Extract every line below that contains the word "copy".

* **Stored items**:
>>>

//! Flat-table realization of the store engine: one ordered map keyed by the
//! joined path string, with explicit directory records so listings and
//! ancestor checks never guess. Subtree scans always bound-match on
//! `path + "/"`, never on a raw string prefix, so `foo` can never capture a
//! sibling `foobar`.

use std::collections::BTreeMap;

use chrono::Utc;

use crate::error::{FsError, FsResult};
use crate::meta::{
    DirectoryDeleteOptions, EntryInfo, EntryKind, Metadata, Visibility, WriteOptions,
};
use crate::path::NormalizedPath;

use super::{SnapshotEntry, StoreEngine};

#[derive(Debug, Clone)]
enum FlatRecord {
    File { content: Vec<u8>, meta: Metadata },
    Dir { meta: Metadata },
}

impl FlatRecord {
    fn meta(&self) -> Metadata {
        match self {
            FlatRecord::File { meta, .. } | FlatRecord::Dir { meta } => *meta,
        }
    }

    fn kind(&self) -> EntryKind {
        match self {
            FlatRecord::File { .. } => EntryKind::File,
            FlatRecord::Dir { .. } => EntryKind::Directory,
        }
    }

    fn size(&self) -> u64 {
        match self {
            FlatRecord::File { content, .. } => content.len() as u64,
            FlatRecord::Dir { .. } => 0,
        }
    }
}

pub struct FlatEngine {
    records: BTreeMap<String, FlatRecord>,
    root_meta: Metadata,
    default_visibility: Visibility,
}

impl FlatEngine {
    /// Prefix under which immediate and transitive children live. Empty for
    /// the root (whose record is implicit and never stored).
    fn child_prefix(path: &NormalizedPath) -> String {
        if path.is_root() {
            String::new()
        } else {
            format!("{}/", path.as_str())
        }
    }

    /// Keys of the exact subtree rooted at `key` (the key itself excluded).
    fn subtree_keys(&self, key: &str) -> Vec<String> {
        let prefix = format!("{key}/");
        self.records
            .range(prefix.clone()..)
            .take_while(|(k, _)| k.starts_with(&prefix))
            .map(|(k, _)| k.clone())
            .collect()
    }

    fn has_children(&self, key: &str) -> bool {
        let prefix = format!("{key}/");
        self.records
            .range(prefix.clone()..)
            .next()
            .is_some_and(|(k, _)| k.starts_with(&prefix))
    }

    fn remove_subtree(&mut self, key: &str) {
        for k in self.subtree_keys(key) {
            self.records.remove(&k);
        }
        self.records.remove(key);
    }

    /// Create any missing ancestor directory records; a file record on the
    /// way fails `NotDirectory`.
    fn ensure_ancestors(&mut self, path: &NormalizedPath, dir_visibility: Visibility) -> FsResult<()> {
        for anc in path.ancestors().into_iter().rev() {
            match self.records.get(anc.as_str()) {
                Some(FlatRecord::Dir { .. }) => {}
                Some(FlatRecord::File { .. }) => {
                    return Err(FsError::NotDirectory { path: anc.to_string() })
                }
                None => {
                    self.records
                        .insert(anc.to_string(), FlatRecord::Dir { meta: Metadata::now(dir_visibility) });
                }
            }
        }
        Ok(())
    }

    fn directory_conflict(path: &NormalizedPath) -> FsError {
        FsError::InvalidPath {
            path: path.to_string(),
            reason: "a directory occupies this path".to_string(),
        }
    }

    fn entry_info(key: &str, rec: &FlatRecord) -> EntryInfo {
        EntryInfo {
            name: key.rsplit('/').next().unwrap_or(key).to_string(),
            path: key.to_string(),
            kind: rec.kind(),
            size: rec.size(),
            metadata: rec.meta(),
        }
    }
}

impl StoreEngine for FlatEngine {
    const NAME: &'static str = "table";

    fn new(default_visibility: Visibility) -> Self {
        FlatEngine {
            records: BTreeMap::new(),
            root_meta: Metadata::now(default_visibility),
            default_visibility,
        }
    }

    fn write(
        &mut self,
        path: &NormalizedPath,
        contents: &[u8],
        opts: &WriteOptions,
    ) -> FsResult<()> {
        if path.is_root() {
            return Err(Self::directory_conflict(path));
        }
        let key = path.to_string();
        if let Some(FlatRecord::Dir { .. }) = self.records.get(&key) {
            return Err(Self::directory_conflict(path));
        }
        let dir_vis = opts.directory_visibility.unwrap_or(self.default_visibility);
        self.ensure_ancestors(path, dir_vis)?;
        let vis = opts.visibility.unwrap_or(self.default_visibility);
        self.records.insert(
            key,
            FlatRecord::File { content: contents.to_vec(), meta: Metadata::now(vis) },
        );
        Ok(())
    }

    fn read(&self, path: &NormalizedPath) -> FsResult<Vec<u8>> {
        match self.records.get(path.as_str()) {
            Some(FlatRecord::File { content, .. }) => Ok(content.clone()),
            _ => Err(FsError::file_not_found(path.as_str())),
        }
    }

    fn delete(&mut self, path: &NormalizedPath) -> FsResult<()> {
        if path.is_root() {
            return Err(Self::directory_conflict(path));
        }
        let key = path.to_string();
        match self.records.get(&key) {
            None => Ok(()), // idempotent
            Some(FlatRecord::File { .. }) => {
                self.records.remove(&key);
                Ok(())
            }
            Some(FlatRecord::Dir { .. }) => Err(Self::directory_conflict(path)),
        }
    }

    fn rename(
        &mut self,
        src: &NormalizedPath,
        dst: &NormalizedPath,
        opts: &WriteOptions,
    ) -> FsResult<()> {
        if src == dst {
            if self.records.contains_key(src.as_str()) {
                return Ok(());
            }
            return Err(FsError::file_not_found(src.as_str()));
        }
        self.copy(src, dst, opts)?;
        self.remove_subtree(src.as_str());
        Ok(())
    }

    fn copy(
        &mut self,
        src: &NormalizedPath,
        dst: &NormalizedPath,
        opts: &WriteOptions,
    ) -> FsResult<()> {
        if src.is_root() || dst.is_root() {
            return Err(Self::directory_conflict(if src.is_root() { src } else { dst }));
        }
        // a copy landing inside its own source would clobber part of the
        // source subtree before re-inserting it
        if dst.segments().starts_with(src.segments()) && dst.segments().len() > src.segments().len()
        {
            return Err(FsError::InvalidPath {
                path: dst.to_string(),
                reason: "destination is inside the source".to_string(),
            });
        }
        let src_key = src.to_string();
        let dst_key = dst.to_string();
        let Some(top) = self.records.get(&src_key).cloned() else {
            return Err(FsError::file_not_found(src_key.clone()));
        };
        if src == dst {
            return Ok(());
        }
        // Capture the whole source subtree before touching the map.
        let descendants: Vec<(String, FlatRecord)> = self
            .subtree_keys(&src_key)
            .into_iter()
            .filter_map(|k| self.records.get(&k).cloned().map(|r| (k, r)))
            .collect();

        self.remove_subtree(&dst_key);
        let dir_vis = opts.directory_visibility.unwrap_or(self.default_visibility);
        self.ensure_ancestors(dst, dir_vis)?;

        let mut top = top;
        match &mut top {
            FlatRecord::File { meta, .. } | FlatRecord::Dir { meta } => {
                if let Some(v) = opts.visibility {
                    meta.visibility = v;
                }
                meta.mtime = Utc::now().timestamp();
            }
        }
        self.records.insert(dst_key.clone(), top);
        for (k, rec) in descendants {
            let rebased = format!("{}{}", dst_key, &k[src_key.len()..]);
            self.records.insert(rebased, rec);
        }
        Ok(())
    }

    fn file_exists(&self, path: &NormalizedPath) -> FsResult<bool> {
        if path.is_root() {
            return Ok(true);
        }
        Ok(self.records.contains_key(path.as_str()))
    }

    fn list_contents(&self, path: &NormalizedPath) -> FsResult<Vec<EntryInfo>> {
        if !path.is_root() {
            match self.records.get(path.as_str()) {
                Some(FlatRecord::Dir { .. }) => {}
                Some(FlatRecord::File { .. }) => {
                    return Err(FsError::NotDirectory { path: path.to_string() })
                }
                None => return Err(FsError::directory_not_found(path.as_str())),
            }
        }
        let prefix = Self::child_prefix(path);
        let mut out = Vec::new();
        for (k, rec) in self.records.range(prefix.clone()..) {
            if !k.starts_with(&prefix) {
                break;
            }
            let rest = &k[prefix.len()..];
            if rest.contains('/') {
                continue; // deeper descendant; its parent has its own record
            }
            out.push(Self::entry_info(k, rec));
        }
        Ok(out)
    }

    fn create_directory(&mut self, path: &NormalizedPath, opts: &WriteOptions) -> FsResult<()> {
        if path.is_root() {
            return Ok(());
        }
        let key = path.to_string();
        let vis = opts
            .visibility
            .or(opts.directory_visibility)
            .unwrap_or(self.default_visibility);
        match self.records.get(&key) {
            Some(FlatRecord::File { .. }) => {
                return Err(FsError::InvalidPath {
                    path: key,
                    reason: "a file occupies this path".to_string(),
                })
            }
            Some(FlatRecord::Dir { .. }) => return Ok(()), // idempotent
            None => {}
        }
        self.ensure_ancestors(path, opts.directory_visibility.unwrap_or(vis))?;
        self.records.insert(key, FlatRecord::Dir { meta: Metadata::now(vis) });
        Ok(())
    }

    fn delete_directory(
        &mut self,
        path: &NormalizedPath,
        opts: &DirectoryDeleteOptions,
    ) -> FsResult<()> {
        if path.is_root() {
            return Err(FsError::InvalidPath {
                path: path.to_string(),
                reason: "the root directory cannot be deleted".to_string(),
            });
        }
        let key = path.to_string();
        match self.records.get(&key) {
            None => return Err(FsError::directory_not_found(key.clone())),
            Some(FlatRecord::File { .. }) => {
                return Err(FsError::NotDirectory { path: key })
            }
            Some(FlatRecord::Dir { .. }) => {}
        }
        if self.has_children(&key) && !opts.recursive {
            return Err(FsError::DirectoryNotEmpty { dir_path: key });
        }
        self.remove_subtree(&key);
        Ok(())
    }

    fn clear(&mut self) {
        self.records.clear();
        self.root_meta = Metadata::now(self.default_visibility);
    }

    fn set_visibility(&mut self, path: &NormalizedPath, visibility: Visibility) -> FsResult<()> {
        if path.is_root() {
            self.root_meta.visibility = visibility;
            return Ok(());
        }
        match self.records.get_mut(path.as_str()) {
            Some(FlatRecord::File { meta, .. }) | Some(FlatRecord::Dir { meta }) => {
                meta.visibility = visibility;
                Ok(())
            }
            None => Err(FsError::file_not_found(path.as_str())),
        }
    }

    fn visibility(&self, path: &NormalizedPath) -> FsResult<Visibility> {
        if path.is_root() {
            return Ok(self.root_meta.visibility);
        }
        match self.records.get(path.as_str()) {
            Some(rec) => Ok(rec.meta().visibility),
            None => Err(FsError::file_not_found(path.as_str())),
        }
    }

    fn stat(&self, path: &NormalizedPath) -> FsResult<EntryInfo> {
        if path.is_root() {
            return Ok(EntryInfo {
                name: ".".to_string(),
                path: ".".to_string(),
                kind: EntryKind::Directory,
                size: 0,
                metadata: self.root_meta,
            });
        }
        match self.records.get(path.as_str()) {
            Some(rec) => Ok(Self::entry_info(path.as_str(), rec)),
            None => Err(FsError::file_not_found(path.as_str())),
        }
    }

    fn access(&self, path: &NormalizedPath) -> FsResult<()> {
        if self.file_exists(path)? {
            Ok(())
        } else {
            Err(FsError::file_not_found(path.as_str()))
        }
    }

    fn append(&mut self, path: &NormalizedPath, contents: &[u8]) -> FsResult<()> {
        match self.records.get_mut(path.as_str()) {
            Some(FlatRecord::File { content, meta }) => {
                content.extend_from_slice(contents);
                meta.mtime = Utc::now().timestamp();
                Ok(())
            }
            Some(FlatRecord::Dir { .. }) => Err(Self::directory_conflict(path)),
            None => self.write(path, contents, &WriteOptions::default()),
        }
    }

    fn truncate(&mut self, path: &NormalizedPath, len: u64) -> FsResult<()> {
        match self.records.get_mut(path.as_str()) {
            Some(FlatRecord::File { content, meta }) => {
                content.resize(len as usize, 0);
                meta.mtime = Utc::now().timestamp();
                Ok(())
            }
            _ => Err(FsError::file_not_found(path.as_str())),
        }
    }

    fn utime(&mut self, path: &NormalizedPath, mtime: i64) -> FsResult<()> {
        if path.is_root() {
            self.root_meta.mtime = mtime;
            return Ok(());
        }
        match self.records.get_mut(path.as_str()) {
            Some(FlatRecord::File { meta, .. }) | Some(FlatRecord::Dir { meta }) => {
                meta.mtime = mtime;
                Ok(())
            }
            None => Err(FsError::file_not_found(path.as_str())),
        }
    }

    fn export_entries(&self) -> Vec<SnapshotEntry> {
        self.records
            .iter()
            .map(|(k, rec)| SnapshotEntry {
                path: k.clone(),
                kind: rec.kind(),
                content: match rec {
                    FlatRecord::File { content, .. } => Some(content.clone()),
                    FlatRecord::Dir { .. } => None,
                },
                metadata: rec.meta(),
            })
            .collect()
    }

    fn import_entries(&mut self, entries: &[SnapshotEntry]) -> FsResult<()> {
        self.clear();
        for e in entries {
            let rec = match e.kind {
                EntryKind::File => FlatRecord::File {
                    content: e.content.clone().unwrap_or_default(),
                    meta: e.metadata,
                },
                EntryKind::Directory => FlatRecord::Dir { meta: e.metadata },
            };
            self.records.insert(e.path.clone(), rec);
        }
        Ok(())
    }
}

<<<

* **Task output**:
        self.copy(src, dst, opts)?;
    fn copy(
        // a copy landing inside its own source would clobber part of the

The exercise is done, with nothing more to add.